Biography of Lucy Stone
“I expect to plead not for the slave only, but for suffering humanity everywhere. Especially do I mean to labor for the elevation of my sex.” - Lucy Stone
-
Lucy Stone was born on August 13, 1818, to Hannah and Francis Stone. She was born on the family farm just outside of West Brookfield, Massachusetts. She was a noted human rights activist during the second half of the 1800s. She traveled the country lecturing on the abolition of slavery and on the rights of women and blacks. The right to vote (suffrage) and the abolition of slavery were the two issues that she worked hardest for. She died in 1893, 30 years after slavery was abolished in the U.S., and nearly 30 years before women would be granted the right to vote.
1818 - August 13, Lucy Stone was born.
1839 - Attended Mount Holyoke Female Seminary.
1843 - Funded her first year at Oberlin College in Ohio. Oberlin was the first U.S. college to admit blacks and women.
1847 - Graduated from Oberlin College. She was the first Massachusetts’ woman to earn a college degree. Lucy Stone was asked to write the commencement speech for her graduating class. She refused because women were not allowed to gives speeches at Oberlin; a male student would have had to read it.
- Delivered her first public speech, on women’s rights, in Gardner, Massachusetts, at the Congregational Church (her brother’s church).
- Became an organizer and lecturer for William Lloyd Garrison’s American Anti-Slavery Society. In her lectures she spoke not just about ending slavery, but also about women’s rights. The connections she drew between racism and sexism often surprised her audiences.
1850 - Helped organize the first National Women’s Rights Convention. Lucy Stone gave a speech on women’s rights. Susan B. Anthony attributed actively joining the national women’s rights movement to this speech.
1855 - May 1, Lucy Stone married Henry B. Blackwell, a Cincinnati merchant and brother of Elizabeth Blackwell. At their wedding ceremony they read and signed a statement that included the following:
“While acknowledging our mutual affection by publicly assuming the relationship of husband and wife, yet in justice to ourselves and a great principle, we deem it a duty to declare that this act on our part implies no sanction of, nor promise of voluntary obedience to such of the present laws of marriage as refuse to recognize the wife as an independent, rational being, while they confer upon the husband an injurious and unnatural superiority, investing him with legal powers which no honorable man would exercise, and which no man should possess.”

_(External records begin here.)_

use crate::{
    Config,
    database::{DatabaseManager, DatabaseManagerImpl},
    llm::OllamaClient,
    summarization::SummarizationService,
};
use std::sync::Arc;
use tracing::info;

pub async fn handle_run_command(
    dry_run: bool,
    config: &Config,
) -> Result<(), Box<dyn std::error::Error>> {
    let database: Arc<dyn DatabaseManager> =
        Arc::new(DatabaseManagerImpl::new_from_config(&config.database).await?);
    let client = Arc::new(OllamaClient::new(config.ollama.clone())?);

    info!(
        "Using model {} at {}",
        config.ollama.model, config.ollama.url
    );

    let service = SummarizationService::new(database, client, config.summaries.clone());

    if dry_run {
        let previews = service.preview().await?;
        info!(
            "DRY RUN: Would generate {} summaries",
            previews.len()
        );
        for preview in &previews {
            println!("{}: {} reviews", preview.segment, preview.review_count);
        }
        return Ok(());
    }

    let report = service.run_today().await?;
    info!(
        "Summaries generated with {} and saved to database ({} rows for {})",
        config.ollama.model,
        report.total(),
        report.date
    );

    Ok(())
}
use sea_orm_migration::prelude::*;

pub use sea_orm_migration::MigratorTrait;

mod m20250612_090000_create_feedback_table;
mod m20250612_090100_create_summaries_table;

pub struct Migrator;

#[async_trait::async_trait]
impl MigratorTrait for Migrator {
    fn migrations() -> Vec<Box<dyn MigrationTrait>> {
        vec![
            Box::new(m20250612_090000_create_feedback_table::Migration),
            Box::new(m20250612_090100_create_summaries_table::Migration),
        ]
    }
}

/// Common table and column identifiers
#[derive(Iden)]
pub enum Feedback {
    Table,
    Id,
    ReviewText,
    ServiceType,
    ReviewRating,
    PositiveFlag,
    NegativeFlag,
    IssueLocation,
}

#[derive(Iden)]
pub enum Summaries {
    Table,
    Id,
    ServiceType,
    Location,
    SummaryType,
    SummaryText,
    GeneratedOn,
}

- Lucy became the first woman married in the U.S. to keep her maiden name. Women who kept their maiden names became known as Lucy Stoners.
1857 - Gave birth to Alice Stone Blackwell.
1858 - Lucy and Henry moved to Orange, NJ, where Lucy took up one of the early cries of the American Revolution: No taxation without representation! Her property was taxed, but, since she was a woman, she was not allowed to vote. She refused to pay her taxes. As a result, many of her belongings were seized by the government and sold at auction.
1866-1868 - Supported the ratification of the 14th and 15th amendments to the U.S. Constitution, giving black men the right to vote. Because the wording of the amendments did not give women the right to vote, Susan B. Anthony did not support them. The suffrage campaign split into two factions over this. Susan B. Anthony and Elizabeth Cady Stanton led one, Lucy Stone and Henry Blackwell led the other.
1867-1882 - Lectured in the woman suffrage amendment campaigns.
1869 - Was one of the founders of the American Woman Suffrage Association (AWSA), along with Henry Blackwell, Thomas Higginson, and Julia Ward Howe.
1869-1889 - Chair of the executive committee of the AWSA.
1870 - Founded the “Woman’s Journal,” which became the official publication of the AWSA.
1870-1872 - Co-editor of the “Women’s Journal” with her husband Henry.
1872 - President of the AWSA.
1872-1893 - Editor-in-chief of the “Women’s Journal.”
1883 - Oberlin, which had not allowed women to give speeches while Lucy Stone was a student, invited her back as an honored speaker for the school’s 50th anniversary celebration.
1893 - October 18, Lucy Stone died at home. Her last words were to her daughter, “Make the world better.” Lucy became the first person in New England to be cremated.
Although Lucy Stone died before the women of the United States were granted the right to vote, she did live to see American slavery abolished, the rights of citizenship conferred upon former slaves, and the right to vote given to black men. She also saw Wyoming give women the vote in 1869, and Utah do the same in 1891.